Self-replicating machine

  • Hatter
    27th Jun 2013 Member 0 Permalink

    @Bimmo_devices:

    Who says the SRM needs to be that complex? It could be so simple that an actual memory storage isn't needed. This doesn't mean that a 'DNA' like substance isn't nessecary. It is, but if it is simple, a UC can be smaller and more simple.

     

    @Box-Poorsoft: That's the attitude i'm talking about!

     

    @Greymatter: A machine that grows could..somewhat be possible using pistons and paste to make brick. I'm sure there are plent of other ways to make the SRMs grow.

     

  • bimmo_devices
    27th Jun 2013 Member 0 Permalink

    well, the memory isn't necessary - GOL sometimes just generates pixels of itself right beside itself. This way the particle, by definition, is a SRM. Fnding a machine that just happens to replicate would take forever, whereas constructing a predictable machine would be easier. The universal constructor is VERY useful. why not, after duplicating, have the SRM make computers which would be put to good use?

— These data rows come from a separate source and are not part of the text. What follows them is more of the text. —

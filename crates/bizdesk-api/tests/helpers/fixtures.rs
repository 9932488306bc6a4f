//! Test fixtures: small file bodies and ready-made multipart parts.

use axum_test::multipart::Part;
use bytes::Bytes;

/// Minimal valid 1x1 PNG bytes.
pub fn png_bytes() -> Vec<u8> {
    vec![
        0x89, 0x50, 0x4E, 0x47, 0x0D, 0x0A, 0x1A, 0x0A, 0x00, 0x00, 0x00, 0x0D, 0x49, 0x48, 0x44,
        0x52, 0x00, 0x00, 0x00, 0x01, 0x00, 0x00, 0x00, 0x01, 0x08, 0x02, 0x00, 0x00, 0x00, 0x90,
        0x77, 0x53, 0xDE, 0x00, 0x00, 0x00, 0x0C, 0x49, 0x44, 0x41, 0x54, 0x08, 0xD7, 0x63, 0xF8,
        0x00, 0x00, 0x00, 0x00, 0x01, 0x00, 0x01, 0x00, 0x18, 0xDD, 0x8D, 0x89, 0x00, 0x00, 0x00,
        0x00, 0x49, 0x45, 0x4E, 0x44, 0xAE, 0x42, 0x60, 0x82,
    ]
}

/// Just enough of a PDF for the name and MIME type to be believable.
pub fn pdf_bytes() -> Vec<u8> {
    b"%PDF-1.4\n1 0 obj\n<< /Type /Catalog >>\nendobj\ntrailer\n<< /Root 1 0 R >>\n%%EOF\n".to_vec()
}

/// Minimal MP4 (ftyp + mdat).
pub fn mp4_bytes() -> Vec<u8> {
    let mut mp4 = Vec::new();
    mp4.extend_from_slice(&[0x00, 0x00, 0x00, 0x20]);
    mp4.extend_from_slice(b"ftyp");
    mp4.extend_from_slice(b"isom");
    mp4.extend_from_slice(&[0x00, 0x00, 0x02, 0x00]);
    mp4.extend_from_slice(b"isomiso2mp41");
    mp4.extend_from_slice(&[0x00, 0x00, 0x00, 0x08]);
    mp4.extend_from_slice(b"mdat");
    mp4
}

pub fn file_part(data: Vec<u8>, filename: &str, mime_type: &str) -> Part {
    Part::bytes(Bytes::from(data))
        .file_name(filename.to_string())
        .mime_type(mime_type.to_string())
}

pub fn png_part(filename: &str) -> Part {
    file_part(png_bytes(), filename, "image/png")
}

pub fn pdf_part(filename: &str) -> Part {
    file_part(pdf_bytes(), filename, "application/pdf")
}

pub fn text_file_part(filename: &str, contents: &str) -> Part {
    file_part(contents.as_bytes().to_vec(), filename, "text/plain")
}
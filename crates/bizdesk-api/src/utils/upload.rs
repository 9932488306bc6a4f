//! Common utilities for file upload handlers

use axum::extract::multipart::{MultipartError, MultipartRejection};
use axum::http::StatusCode;
use bizdesk_core::AppError;
use std::io;

const MAX_ORIGINAL_NAME_LENGTH: usize = 255;
/// Longest extension kept intact when an overlong name is shortened.
const MAX_KEPT_EXTENSION_LENGTH: usize = 16;

/// Client-supplied filename reduced to its last path component.
///
/// Browsers on Windows may send `C:\fakepath\photo.png`; both separators are
/// stripped. Overlong names are shortened before the extension, so
/// `{300 chars}.png` still ends in `.png`. The result is only echoed back and
/// used to pick the extension, never used as a path.
pub fn original_name(filename: &str) -> String {
    let name = filename
        .rsplit(['/', '\\'])
        .next()
        .unwrap_or_default()
        .trim();

    if name.chars().count() <= MAX_ORIGINAL_NAME_LENGTH {
        return name.to_string();
    }

    match name.rsplit_once('.') {
        Some((stem, ext))
            if !stem.is_empty() && ext.chars().count() <= MAX_KEPT_EXTENSION_LENGTH =>
        {
            let stem_length = MAX_ORIGINAL_NAME_LENGTH - ext.chars().count() - 1;
            let stem: String = stem.chars().take(stem_length).collect();
            format!("{}.{}", stem, ext)
        }
        _ => name.chars().take(MAX_ORIGINAL_NAME_LENGTH).collect(),
    }
}

/// Multipart parse failure. A body over the configured limit becomes a size
/// rejection, anything else is a malformed request.
pub fn multipart_error(err: &MultipartError) -> AppError {
    if err.status() == StatusCode::PAYLOAD_TOO_LARGE {
        AppError::FileTooLarge(format!("Request body too large: {}", err.body_text()))
    } else {
        AppError::InvalidInput(format!("Failed to read multipart body: {}", err.body_text()))
    }
}

/// Failure while streaming a part's bytes to storage.
pub fn stream_failure(err: &io::Error) -> AppError {
    match err
        .get_ref()
        .and_then(|inner| inner.downcast_ref::<MultipartError>())
    {
        Some(multipart) => multipart_error(multipart),
        None => AppError::InvalidInput(format!("Failed to read upload: {}", err)),
    }
}

/// Request is not a multipart form at all
pub fn multipart_rejection(rejection: MultipartRejection) -> AppError {
    AppError::InvalidInput(rejection.body_text())
}

#[cfg(test)]
mod tests {
    use super::*;

    #[test]
    fn test_original_name_strips_directories() {
        assert_eq!(original_name("photo.png"), "photo.png");
        assert_eq!(original_name("../../etc/passwd"), "passwd");
        assert_eq!(original_name("C:\\fakepath\\scan.PDF"), "scan.PDF");
        assert_eq!(original_name("dir/"), "");
    }

    #[test]
    fn test_original_name_truncated_keeps_extension() {
        let long = format!("{}.png", "a".repeat(400));
        let name = original_name(&long);
        assert_eq!(name.chars().count(), MAX_ORIGINAL_NAME_LENGTH);
        assert!(name.ends_with(".png"));
        assert!(name.starts_with("aaa"));

        let path = format!("C:\\scans\\{}.PDF", "é".repeat(300));
        let name = original_name(&path);
        assert_eq!(name.chars().count(), MAX_ORIGINAL_NAME_LENGTH);
        assert!(name.ends_with(".PDF"));
    }

    #[test]
    fn test_original_name_truncated_without_extension() {
        let long = "b".repeat(300);
        assert_eq!(original_name(&long), "b".repeat(MAX_ORIGINAL_NAME_LENGTH));

        let odd = format!("{}.{}", "c".repeat(250), "x".repeat(40));
        assert_eq!(original_name(&odd).chars().count(), MAX_ORIGINAL_NAME_LENGTH);
    }

    #[test]
    fn test_stream_failure_without_multipart_source() {
        let err = io::Error::new(io::ErrorKind::UnexpectedEof, "connection reset");
        match stream_failure(&err) {
            AppError::InvalidInput(msg) => assert!(msg.contains("connection reset")),
            other => panic!("Expected InvalidInput, got {:?}", other),
        }
    }
}
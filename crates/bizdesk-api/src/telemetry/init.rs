use tracing_subscriber::{
    fmt::format::Format, layer::SubscriberExt, util::SubscriberInitExt, EnvFilter,
};

const DEFAULT_FILTER: &str = "bizdesk=debug,tower_http=debug";

/// Initialize tracing: `RUST_LOG` style filter from the environment, JSON
/// lines in production and compact console output elsewhere.
///
/// Returns an error if a global subscriber is already installed.
pub fn init_telemetry(environment: &str) -> Result<(), Box<dyn std::error::Error + Send + Sync>> {
    let console_fmt = tracing_subscriber::fmt::layer().event_format(
        Format::default()
            .compact()
            .with_target(false)
            .without_time(),
    );

    let registry = tracing_subscriber::registry()
        .with(EnvFilter::try_from_default_env().unwrap_or_else(|_| DEFAULT_FILTER.into()));

    if environment == "production" {
        registry
            .with(
                tracing_subscriber::fmt::layer()
                    .json()
                    .with_current_span(true)
                    .with_span_list(false),
            )
            .try_init()?;
    } else {
        registry.with(console_fmt).try_init()?;
    }

    tracing::info!(environment = %environment, "Tracing initialized");
    Ok(())
}
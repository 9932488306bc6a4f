pub mod request_id;
pub mod security_headers;

pub use request_id::{request_id_middleware, RequestId};
pub use security_headers::{security_headers_middleware, SecurityHeadersConfig};
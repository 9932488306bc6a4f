use serde::{Deserialize, Serialize};
use std::fmt::{Display, Formatter, Result as FmtResult};
use std::str::FromStr;
use utoipa::ToSchema;

const IMAGE_EXTENSIONS: &[&str] = &["jpeg", "jpg", "png", "gif", "webp"];
const DOCUMENT_EXTENSIONS: &[&str] = &[
    "pdf", "doc", "docx", "xls", "xlsx", "ppt", "pptx", "txt", "csv",
];
const VIDEO_EXTENSIONS: &[&str] = &["mp4", "avi", "mov", "wmv", "flv", "mkv", "webm"];

/// Upload category
///
/// Each category maps to exactly one storage directory, one size ceiling and
/// one validation rule. The set is fixed at compile time.
#[derive(Debug, Clone, Copy, PartialEq, Eq, Hash, Serialize, Deserialize, ToSchema)]
#[serde(rename_all = "lowercase")]
pub enum UploadCategory {
    Image,
    Document,
    Video,
    Receipt,
    Avatar,
    Generic,
}

impl UploadCategory {
    pub const ALL: [UploadCategory; 6] = [
        UploadCategory::Image,
        UploadCategory::Document,
        UploadCategory::Video,
        UploadCategory::Receipt,
        UploadCategory::Avatar,
        UploadCategory::Generic,
    ];

    /// Position of this category in [`UploadCategory::ALL`].
    pub const fn index(&self) -> usize {
        match self {
            UploadCategory::Image => 0,
            UploadCategory::Document => 1,
            UploadCategory::Video => 2,
            UploadCategory::Receipt => 3,
            UploadCategory::Avatar => 4,
            UploadCategory::Generic => 5,
        }
    }

    pub fn as_str(&self) -> &'static str {
        match self {
            UploadCategory::Image => "image",
            UploadCategory::Document => "document",
            UploadCategory::Video => "video",
            UploadCategory::Receipt => "receipt",
            UploadCategory::Avatar => "avatar",
            UploadCategory::Generic => "generic",
        }
    }

    /// Directory name under the upload root. Also the category segment of public URLs.
    pub fn directory(&self) -> &'static str {
        match self {
            UploadCategory::Image => "images",
            UploadCategory::Document => "documents",
            UploadCategory::Video => "videos",
            UploadCategory::Receipt => "receipts",
            UploadCategory::Avatar => "avatars",
            UploadCategory::Generic => "temp",
        }
    }

    /// Validation rule applied to files uploaded into this category.
    pub fn rule(&self) -> ValidationRule {
        match self {
            UploadCategory::Image | UploadCategory::Avatar | UploadCategory::Receipt => {
                ValidationRule {
                    label: "image",
                    extensions: IMAGE_EXTENSIONS,
                    mime: MimeRule::Subtype("image"),
                }
            }
            UploadCategory::Document => ValidationRule {
                label: "document",
                extensions: DOCUMENT_EXTENSIONS,
                mime: MimeRule::Unchecked,
            },
            UploadCategory::Video => ValidationRule {
                label: "video",
                extensions: VIDEO_EXTENSIONS,
                mime: MimeRule::Prefix("video"),
            },
            UploadCategory::Generic => ValidationRule::UNRESTRICTED,
        }
    }
}

impl FromStr for UploadCategory {
    type Err = anyhow::Error;

    /// Accepts either the category name (`avatar`) or its directory (`avatars`).
    fn from_str(s: &str) -> Result<Self, Self::Err> {
        let needle = s.to_lowercase();
        UploadCategory::ALL
            .into_iter()
            .find(|c| c.as_str() == needle || c.directory() == needle)
            .ok_or_else(|| anyhow::anyhow!("Invalid upload category: {}", s))
    }
}

impl Display for UploadCategory {
    fn fmt(&self, f: &mut Formatter<'_>) -> FmtResult {
        write!(f, "{}", self.as_str())
    }
}

/// How the declared MIME type of an upload is checked.
#[derive(Debug, Clone, Copy, PartialEq, Eq)]
pub enum MimeRule {
    /// MIME type is not inspected.
    Unchecked,
    /// MIME type must be `{top_level}/{subtype}` where the subtype is one of the
    /// rule's allowed extensions.
    Subtype(&'static str),
    /// MIME type must start with the given prefix.
    Prefix(&'static str),
}

/// Extension and MIME acceptance policy for a category.
///
/// An empty extension list together with [`MimeRule::Unchecked`] accepts any file.
#[derive(Debug, Clone, Copy, PartialEq, Eq)]
pub struct ValidationRule {
    /// Human-readable kind used in rejection messages ("image", "document", ...).
    pub label: &'static str,
    pub extensions: &'static [&'static str],
    pub mime: MimeRule,
}

impl ValidationRule {
    pub const UNRESTRICTED: ValidationRule = ValidationRule {
        label: "any",
        extensions: &[],
        mime: MimeRule::Unchecked,
    };
}

#[cfg(test)]
mod tests {
    use super::*;

    #[test]
    fn test_every_category_has_directory() {
        for category in UploadCategory::ALL {
            assert!(!category.directory().is_empty());
        }
    }

    #[test]
    fn test_index_matches_all_order() {
        for (position, category) in UploadCategory::ALL.iter().enumerate() {
            assert_eq!(category.index(), position, "{} out of place", category);
        }
    }

    #[test]
    fn test_from_str_accepts_name_and_directory() {
        assert_eq!(
            "avatar".parse::<UploadCategory>().unwrap(),
            UploadCategory::Avatar
        );
        assert_eq!(
            "avatars".parse::<UploadCategory>().unwrap(),
            UploadCategory::Avatar
        );
        assert_eq!(
            "TEMP".parse::<UploadCategory>().unwrap(),
            UploadCategory::Generic
        );
        assert!("contacts".parse::<UploadCategory>().is_err());
    }

    #[test]
    fn test_image_like_categories_share_rule() {
        assert_eq!(UploadCategory::Image.rule(), UploadCategory::Avatar.rule());
        assert_eq!(UploadCategory::Image.rule(), UploadCategory::Receipt.rule());
        assert_eq!(
            UploadCategory::Image.rule().mime,
            MimeRule::Subtype("image")
        );
    }

    #[test]
    fn test_generic_rule_is_unrestricted() {
        assert_eq!(UploadCategory::Generic.rule(), ValidationRule::UNRESTRICTED);
        assert_ne!(UploadCategory::Document.rule(), ValidationRule::UNRESTRICTED);
    }

    #[test]
    fn test_serde_lowercase() {
        let json = serde_json::to_string(&UploadCategory::Receipt).unwrap();
        assert_eq!(json, "\"receipt\"");
    }
}
//! Application setup and initialization
//!
//! This module contains all application initialization logic extracted from main.rs
//! for better organization and testability.

pub mod routes;
pub mod server;
pub mod storage;
pub mod validation;

use crate::state::AppState;
use anyhow::{Context, Result};
use bizdesk_core::Config;
use std::sync::Arc;

/// Initialize the entire application
pub async fn initialize_app(config: Config) -> Result<(Arc<AppState>, axum::Router)> {
    // Telemetry first so configuration warnings are visible
    crate::telemetry::init_telemetry(config.environment())
        .map_err(|e| anyhow::anyhow!("Failed to initialize telemetry: {}", e))?;

    validation::validate_config(&config).context("Configuration validation failed")?;
    tracing::info!("Configuration loaded and validated successfully");

    let (categories, storage) = storage::setup_storage(&config).await?;

    let state = Arc::new(AppState::new(config.clone(), categories, storage));

    let router = routes::setup_routes(&config, state.clone()).await?;

    Ok((state, router))
}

        Isn't the information singularity the moment in time that computing power is growing at it's full potential? That woud require SRM's which double as computer factories.

  • Hatter
    4th Jul 2013 Member 0 Permalink

    Why couldn't the SRM be very simple that is made simply out of BRAY, some pistons, and some metalloid?

  • bimmo_devices
    5th Jul 2013 Member 0 Permalink

    The device needs to be complicated enough to be 'predictable'. You could just brute-force search for a pattern that replicates, but with hundreds of elements and a 700 X 350 px canvas, plodding through formal concepts would actually be easier. How would the your machine create material? or would it find material? The bray would also just decompose. Man people have thought about replication in the past. It has been so complicated that some thought that Biology is magical.